Supplied records below:
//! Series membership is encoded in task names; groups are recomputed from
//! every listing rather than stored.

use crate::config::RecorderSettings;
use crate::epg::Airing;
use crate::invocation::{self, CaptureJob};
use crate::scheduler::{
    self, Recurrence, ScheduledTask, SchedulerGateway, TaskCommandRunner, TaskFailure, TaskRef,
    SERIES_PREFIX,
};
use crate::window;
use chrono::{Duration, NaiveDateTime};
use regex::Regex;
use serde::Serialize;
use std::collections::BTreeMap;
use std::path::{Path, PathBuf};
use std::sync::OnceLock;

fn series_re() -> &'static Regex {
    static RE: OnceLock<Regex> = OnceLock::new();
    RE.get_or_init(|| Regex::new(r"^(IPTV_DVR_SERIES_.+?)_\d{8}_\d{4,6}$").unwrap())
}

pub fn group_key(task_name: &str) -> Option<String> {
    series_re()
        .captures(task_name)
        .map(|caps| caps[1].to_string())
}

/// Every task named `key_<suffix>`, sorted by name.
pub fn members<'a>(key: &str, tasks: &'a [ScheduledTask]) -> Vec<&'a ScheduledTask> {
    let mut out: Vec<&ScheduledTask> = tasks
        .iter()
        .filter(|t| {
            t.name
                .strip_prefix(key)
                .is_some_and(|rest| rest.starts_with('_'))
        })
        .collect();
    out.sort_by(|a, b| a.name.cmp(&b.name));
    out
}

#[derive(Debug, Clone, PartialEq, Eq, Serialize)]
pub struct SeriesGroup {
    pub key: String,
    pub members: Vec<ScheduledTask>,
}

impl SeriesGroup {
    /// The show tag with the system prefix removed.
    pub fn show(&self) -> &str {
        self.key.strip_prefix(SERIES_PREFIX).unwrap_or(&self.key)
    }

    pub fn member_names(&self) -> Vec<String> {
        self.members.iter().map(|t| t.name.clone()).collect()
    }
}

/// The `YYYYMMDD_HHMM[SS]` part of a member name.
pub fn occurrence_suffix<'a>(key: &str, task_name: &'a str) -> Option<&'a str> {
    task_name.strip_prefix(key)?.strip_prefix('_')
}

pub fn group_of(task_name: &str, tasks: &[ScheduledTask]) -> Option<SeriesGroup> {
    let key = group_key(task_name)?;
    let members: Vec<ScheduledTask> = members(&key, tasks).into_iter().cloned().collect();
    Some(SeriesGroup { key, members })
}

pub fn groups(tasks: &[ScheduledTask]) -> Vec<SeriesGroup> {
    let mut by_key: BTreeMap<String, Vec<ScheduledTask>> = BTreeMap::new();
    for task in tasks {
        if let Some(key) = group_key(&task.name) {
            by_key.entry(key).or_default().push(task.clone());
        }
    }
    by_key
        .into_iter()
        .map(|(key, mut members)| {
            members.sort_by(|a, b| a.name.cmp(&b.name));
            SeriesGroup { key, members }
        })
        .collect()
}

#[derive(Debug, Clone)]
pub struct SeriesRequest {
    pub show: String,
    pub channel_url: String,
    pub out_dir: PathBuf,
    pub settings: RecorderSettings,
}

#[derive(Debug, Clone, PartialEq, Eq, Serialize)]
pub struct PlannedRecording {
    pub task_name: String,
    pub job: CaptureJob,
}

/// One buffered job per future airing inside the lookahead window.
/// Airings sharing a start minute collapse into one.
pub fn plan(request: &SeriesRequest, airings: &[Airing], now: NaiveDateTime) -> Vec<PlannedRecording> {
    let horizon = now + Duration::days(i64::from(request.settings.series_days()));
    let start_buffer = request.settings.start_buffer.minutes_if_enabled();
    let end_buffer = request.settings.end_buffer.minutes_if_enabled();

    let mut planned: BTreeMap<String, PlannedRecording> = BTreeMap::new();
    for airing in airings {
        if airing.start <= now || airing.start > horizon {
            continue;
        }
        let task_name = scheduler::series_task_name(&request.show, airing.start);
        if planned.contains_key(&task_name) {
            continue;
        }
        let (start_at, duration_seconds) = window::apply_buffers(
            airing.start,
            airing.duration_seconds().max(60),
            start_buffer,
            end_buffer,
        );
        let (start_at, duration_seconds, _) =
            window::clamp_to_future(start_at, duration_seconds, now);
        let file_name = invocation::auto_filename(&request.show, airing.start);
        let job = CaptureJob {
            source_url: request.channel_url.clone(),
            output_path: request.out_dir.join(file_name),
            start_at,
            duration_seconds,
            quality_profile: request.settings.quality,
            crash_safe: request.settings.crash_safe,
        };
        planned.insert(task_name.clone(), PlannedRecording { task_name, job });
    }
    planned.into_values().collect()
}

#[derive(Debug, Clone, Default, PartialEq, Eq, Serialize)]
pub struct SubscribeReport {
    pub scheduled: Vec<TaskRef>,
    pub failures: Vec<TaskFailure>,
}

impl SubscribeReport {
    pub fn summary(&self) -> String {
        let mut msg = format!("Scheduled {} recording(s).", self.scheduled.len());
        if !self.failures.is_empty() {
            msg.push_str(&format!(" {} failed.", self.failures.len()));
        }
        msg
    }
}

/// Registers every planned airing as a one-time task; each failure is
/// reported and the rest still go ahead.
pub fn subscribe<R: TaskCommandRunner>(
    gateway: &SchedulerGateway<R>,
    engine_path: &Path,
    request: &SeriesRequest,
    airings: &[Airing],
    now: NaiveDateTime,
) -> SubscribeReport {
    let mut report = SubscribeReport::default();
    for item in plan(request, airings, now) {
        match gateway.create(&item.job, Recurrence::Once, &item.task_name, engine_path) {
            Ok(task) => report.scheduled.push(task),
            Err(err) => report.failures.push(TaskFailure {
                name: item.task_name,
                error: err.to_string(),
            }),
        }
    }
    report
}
End of Supplied records.
**Exercise requirements:**
For each line of the data that includes the word "PathBuf", return a copy of it.

**Completed exercise:**
use std::path::{Path, PathBuf};
    pub out_dir: PathBuf,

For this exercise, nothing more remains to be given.